Mais si Buttigieg est le véritable porte-drapeau du parti, l’avenir s’annonce sombre. La seule personne qui mentionne que Buttigieg vote à 4% avec des électeurs non blancs est le même homme qui a appelé des conneries sur sa réponse ; sinon, cette réalité incontestablement disqualifiante n’est pas mentionnée.

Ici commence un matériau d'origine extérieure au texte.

use crate::ast::{
    BlockStatement, Expression, Identifier, InfixOperator, Mutability, PrefixOperator, Program,
    Statement,
};
use crate::builtins;
use crate::environment::Environment;
use crate::object::{Function, HashPair, Object};
use crate::stack::ensure_sufficient_stack;
use std::collections::BTreeMap;
use std::rc::Rc;

/// Tree-walking evaluator.
///
/// Failures never unwind: every step hands back an `Object`, and an
/// `Object::Error` or `Object::ReturnValue` coming out of a sub-evaluation is
/// passed straight up without doing any further work. The evaluator owns the
/// current scope and swaps it out for the duration of each function call.
pub struct Evaluator {
    environment: Environment,
    call_depth: usize,
}

/// Nested user function calls allowed before a call fails with an error.
pub const MAX_CALL_DEPTH: usize = 20_000;

impl Evaluator {
    pub fn new() -> Self {
        Self::with_environment(Environment::new())
    }

    pub fn with_environment(environment: Environment) -> Self {
        Self {
            environment,
            call_depth: 0,
        }
    }

    pub fn environment(&self) -> &Environment {
        &self.environment
    }

    /// Runs the statements in order. The first error ends the program, and a
    /// top-level `return` ends it with the returned value.
    pub fn eval_program(&mut self, program: &Program) -> Rc<Object> {
        tracing::debug!(statements = program.statements.len(), "evaluating program");
        let mut result = Object::null();

        for statement in &program.statements {
            result = self.eval_statement(statement);
            if let Object::ReturnValue(value) = result.as_ref() {
                return Rc::clone(value);
            }
            if result.is_error() {
                tracing::debug!(%result, "program stopped on error");
                return result;
            }
        }

        result
    }

    fn eval_block(&mut self, block: &BlockStatement) -> Rc<Object> {
        ensure_sufficient_stack(|| self.eval_block_inner(block))
    }

    fn eval_block_inner(&mut self, block: &BlockStatement) -> Rc<Object> {
        let mut result = Object::null();

        for statement in &block.statements {
            result = self.eval_statement(statement);
            if result.is_interrupt() {
                return result;
            }
        }

        result
    }

    fn eval_statement(&mut self, statement: &Statement) -> Rc<Object> {
        match statement {
            Statement::Binding {
                mutability,
                name,
                value,
            } => {
                let value = self.eval_expression(value);
                if value.is_interrupt() {
                    return value;
                }
                match self.environment.declare(&name.name, value, *mutability) {
                    Ok(()) => Object::null(),
                    Err(error) => Object::error(error.to_string()),
                }
            }
            Statement::Reassignment { name, value } => {
                let value = self.eval_expression(value);
                if value.is_interrupt() {
                    return value;
                }
                match self.environment.reassign(&name.name, value) {
                    Ok(()) => Object::null(),
                    Err(error) => Object::error(error.to_string()),
                }
            }
            Statement::Return { value } => {
                let value = self.eval_expression(value);
                if value.is_interrupt() {
                    return value;
                }
                Rc::new(Object::ReturnValue(value))
            }
            Statement::Expression(expression) => self.eval_expression(expression),
            Statement::Block(block) => self.eval_block(block),
        }
    }

    fn eval_expression(&mut self, expression: &Expression) -> Rc<Object> {
        ensure_sufficient_stack(|| self.eval_expression_inner(expression))
    }

    fn eval_expression_inner(&mut self, expression: &Expression) -> Rc<Object> {
        match expression {
            Expression::Identifier(identifier) => self.eval_identifier(identifier),
            Expression::Integer(value) => Object::integer(*value),
            Expression::String(value) => Object::string(value.as_str()),
            Expression::Boolean(value) => Object::boolean(*value),
            Expression::Null => Object::null(),
            Expression::Prefix { operator, operand } => {
                let operand = self.eval_expression(operand);
                if operand.is_interrupt() {
                    return operand;
                }
                eval_prefix(*operator, &operand)
            }
            Expression::Infix {
                left,
                operator,
                right,
            } => {
                let left = self.eval_expression(left);
                if left.is_interrupt() {
                    return left;
                }
                let right = self.eval_expression(right);
                if right.is_interrupt() {
                    return right;
                }
                eval_infix(*operator, &left, &right)
            }
            Expression::If {
                condition,
                consequence,
                alternative,
            } => {
                let condition = self.eval_expression(condition);
                if condition.is_interrupt() {
                    return condition;
                }
                // Only the pooled booleans select a branch.
                if Rc::ptr_eq(&condition, &Object::boolean(true)) {
                    self.eval_block(consequence)
                } else if Rc::ptr_eq(&condition, &Object::boolean(false)) {
                    match alternative {
                        Some(alternative) => self.eval_block(alternative),
                        None => Object::null(),
                    }
                } else {
                    Object::null()
                }
            }
            Expression::Function { parameters, body } => Rc::new(Object::Function(Function {
                parameters: parameters.clone(),
                body: body.clone(),
                env: self.environment.clone(),
            })),
            Expression::Call { callee, arguments } => {
                let callee = self.eval_expression(callee);
                if callee.is_interrupt() {
                    return callee;
                }
                match self.eval_expressions(arguments) {
                    Ok(arguments) => self.apply_function(&callee, arguments),
                    Err(interrupt) => interrupt,
                }
            }
            Expression::Array(elements) => match self.eval_expressions(elements) {
                Ok(elements) => Object::array(elements),
                Err(interrupt) => interrupt,
            },
            Expression::Hash(pairs) => self.eval_hash(pairs),
            Expression::Index { collection, index } => {
                let collection = self.eval_expression(collection);
                if collection.is_interrupt() {
                    return collection;
                }
                let index = self.eval_expression(index);
                if index.is_interrupt() {
                    return index;
                }
                eval_index(&collection, &index)
            }
        }
    }

    fn eval_identifier(&self, identifier: &Identifier) -> Rc<Object> {
        if let Some(value) = self.environment.get(&identifier.name) {
            return value;
        }
        match builtins::lookup(&identifier.name) {
            Some(builtin) => Rc::new(Object::Builtin(builtin)),
            None => Object::error(format!("identifier not found: {}", identifier.name)),
        }
    }

    /// Evaluates left to right, stopping at the first error or return.
    fn eval_expressions(
        &mut self,
        expressions: &[Expression],
    ) -> Result<Vec<Rc<Object>>, Rc<Object>> {
        let mut values = Vec::with_capacity(expressions.len());
        for expression in expressions {
            let value = self.eval_expression(expression);
            if value.is_interrupt() {
                return Err(value);
            }
            values.push(value);
        }
        Ok(values)
    }

    fn eval_hash(&mut self, pairs: &[(Expression, Expression)]) -> Rc<Object> {
        let mut map = BTreeMap::new();

        for (key_expression, value_expression) in pairs {
            let key = self.eval_expression(key_expression);
            if key.is_interrupt() {
                return key;
            }
            let hash_key = match key.hash_key() {
                Some(hash_key) => hash_key,
                None => {
                    return Object::error(format!("{} can not be used as hash key", key.type_tag()))
                }
            };
            let value = self.eval_expression(value_expression);
            if value.is_interrupt() {
                return value;
            }
            map.insert(hash_key, HashPair { key, value });
        }

        Rc::new(Object::Hash(map))
    }

    fn apply_function(&mut self, callee: &Rc<Object>, arguments: Vec<Rc<Object>>) -> Rc<Object> {
        let function = match callee.as_ref() {
            Object::Function(function) => function,
            Object::Builtin(builtin) => {
                tracing::trace!(name = builtin.name, arguments = arguments.len(), "calling builtin");
                return (builtin.func)(&arguments);
            }
            other => {
                return Object::error(format!(
                    "failed to invoke {} as a function",
                    other.type_tag()
                ))
            }
        };

        if function.parameters.len() != arguments.len() {
            return Object::error(format!(
                "wrong number of arguments: expected {}, but received {}",
                function.parameters.len(),
                arguments.len()
            ));
        }

        let scope = Environment::enclosed(&function.env);
        for (parameter, argument) in function.parameters.iter().zip(arguments) {
            if let Err(error) = scope.declare(&parameter.name, argument, Mutability::Mutable) {
                return Object::error(error.to_string());
            }
        }
        tracing::trace!(parameters = function.parameters.len(), "entering function scope");

        if self.call_depth >= MAX_CALL_DEPTH {
            tracing::debug!(depth = self.call_depth, "call depth limit reached");
            return Object::error(format!("maximum call depth exceeded: {}", MAX_CALL_DEPTH));
        }

        let previous = std::mem::replace(&mut self.environment, scope);
        self.call_depth += 1;
        let result = self.eval_block(&function.body);
        self.call_depth -= 1;
        self.environment = previous;

        match result.as_ref() {
            Object::ReturnValue(value) => Rc::clone(value),
            _ => result,
        }
    }
}

impl Default for Evaluator {
    fn default() -> Self {
        Self::new()
    }
}

/// Evaluates `program` against `environment`, which keeps any new bindings.
pub fn eval(program: &Program, environment: &Environment) -> Rc<Object> {
    Evaluator::with_environment(environment.clone()).eval_program(program)
}

fn eval_prefix(operator: PrefixOperator, operand: &Rc<Object>) -> Rc<Object> {
    match operator {
        PrefixOperator::Not => {
            if Rc::ptr_eq(operand, &Object::boolean(true)) {
                Object::boolean(false)
            } else if Rc::ptr_eq(operand, &Object::boolean(false)) {
                Object::boolean(true)
            } else {
                Object::error(format!("unknown operator: !{}", operand.type_tag()))
            }
        }
        PrefixOperator::Negate => match operand.as_ref() {
            Object::Integer(value) => Object::integer(value.wrapping_neg()),
            other => Object::error(format!("unknown operator: -{}", other.type_tag())),
        },
    }
}

fn eval_infix(operator: InfixOperator, left: &Rc<Object>, right: &Rc<Object>) -> Rc<Object> {
    match (left.as_ref(), right.as_ref()) {
        (Object::Integer(l), Object::Integer(r)) => eval_integer_infix(operator, *l, *r),
        (Object::String(l), Object::String(r)) => match operator {
            InfixOperator::Add => Object::string(format!("{}{}", l, r)),
            // Strings compare by identity, not content.
            InfixOperator::Equal => Object::boolean(Rc::ptr_eq(left, right)),
            InfixOperator::NotEqual => Object::boolean(!Rc::ptr_eq(left, right)),
            _ => unknown_infix(operator, left, right),
        },
        _ if operator == InfixOperator::Equal => Object::boolean(Rc::ptr_eq(left, right)),
        _ if operator == InfixOperator::NotEqual => Object::boolean(!Rc::ptr_eq(left, right)),
        _ if left.object_type() != right.object_type() => Object::error(format!(
            "type mismatch: {} {} {}",
            left.type_tag(),
            operator,
            right.type_tag()
        )),
        _ => unknown_infix(operator, left, right),
    }
}

fn eval_integer_infix(operator: InfixOperator, l: i64, r: i64) -> Rc<Object> {
    match operator {
        InfixOperator::Add => Object::integer(l.wrapping_add(r)),
        InfixOperator::Subtract => Object::integer(l.wrapping_sub(r)),
        InfixOperator::Multiply => Object::integer(l.wrapping_mul(r)),
        InfixOperator::Divide | InfixOperator::Modulo if r == 0 => {
            Object::error(format!("division by zero: {} {} 0", l, operator))
        }
        InfixOperator::Divide => Object::integer(l.wrapping_div(r)),
        InfixOperator::Modulo => Object::integer(l.wrapping_rem(r)),
        InfixOperator::Less => Object::boolean(l < r),
        InfixOperator::Greater => Object::boolean(l > r),
        InfixOperator::Equal => Object::boolean(l == r),
        InfixOperator::NotEqual => Object::boolean(l != r),
        InfixOperator::LessEqual => Object::boolean(l <= r),
        InfixOperator::GreaterEqual => Object::boolean(l >= r),
    }
}

fn unknown_infix(operator: InfixOperator, left: &Object, right: &Object) -> Rc<Object> {
    Object::error(format!(
        "unknown operator: {} {} {}",
        left.type_tag(),
        operator,
        right.type_tag()
    ))
}

fn eval_index(collection: &Rc<Object>, index: &Rc<Object>) -> Rc<Object> {
    match (collection.as_ref(), index.as_ref()) {
        (Object::Array(elements), Object::Integer(position)) => {
            let elements = elements.borrow();
            usize::try_from(*position)
                .ok()
                .and_then(|position| elements.get(position).cloned())
                .unwrap_or_else(Object::null)
        }
        (Object::Hash(pairs), _) => match index.hash_key() {
            Some(key) => pairs
                .get(&key)
                .map(|pair| Rc::clone(&pair.value))
                .unwrap_or_else(Object::null),
            None => Object::error(format!("unusable as hash key: {}", index.type_tag())),
        },
        _ => Object::error(format!(
            "unsupported operation: {}[{}]",
            collection.type_tag(),
            index.type_tag()
        )),
    }
}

Dans un autre débat, Buttigieg applaudit Elizabeth Warren, qui a critiqué son choix de côtoyer des donateurs milliardaires lors d’une collecte de fonds dans une cave à vin : “Nous avons besoin du soutien de tous ceux qui s’engagent à nous aider à vaincre Donald Trump.” Applaudissements fous. Prends ça, Liz ! C’est une grande tente, et les milliardaires paient pour cela.

Parmi les favoris, seul Joe Biden s’en sort indemne ; une brève interaction laisse Buttigieg chuchoter avec admiration: “Un si bon gars.” Cette scène préfigure un moment, plusieurs mois plus tard, au cours duquel Buttigieg tirera sa révérence et permettra à Biden de consolider la fête. Lui et Chasten regardent d’un air maussade le retour de la Caroline du Sud, monter sur scène pour la dernière fois et recevoir les appels téléphoniques habituels de Joe, Jill Biden et Barack Obama – le tout sur le déploiement écoeurant d’une chanson, celle de Lou Reed. Perfect Day », c’est tout simplement trop beau pour ce documentaire. Game Over – jusqu’à la prochaine fois, c’est.

Le but ultime de ce documentaire n’est pas de fournir un véritable post-mortem sur une campagne improbable et imparfaite ; c’est une usine de consentement, préparant les électeurs pour une autre campagne sur la route. Mais dans sa tentative de faire un roi, il révèle accidentellement la vacance et le cynisme au centre du maire Pete.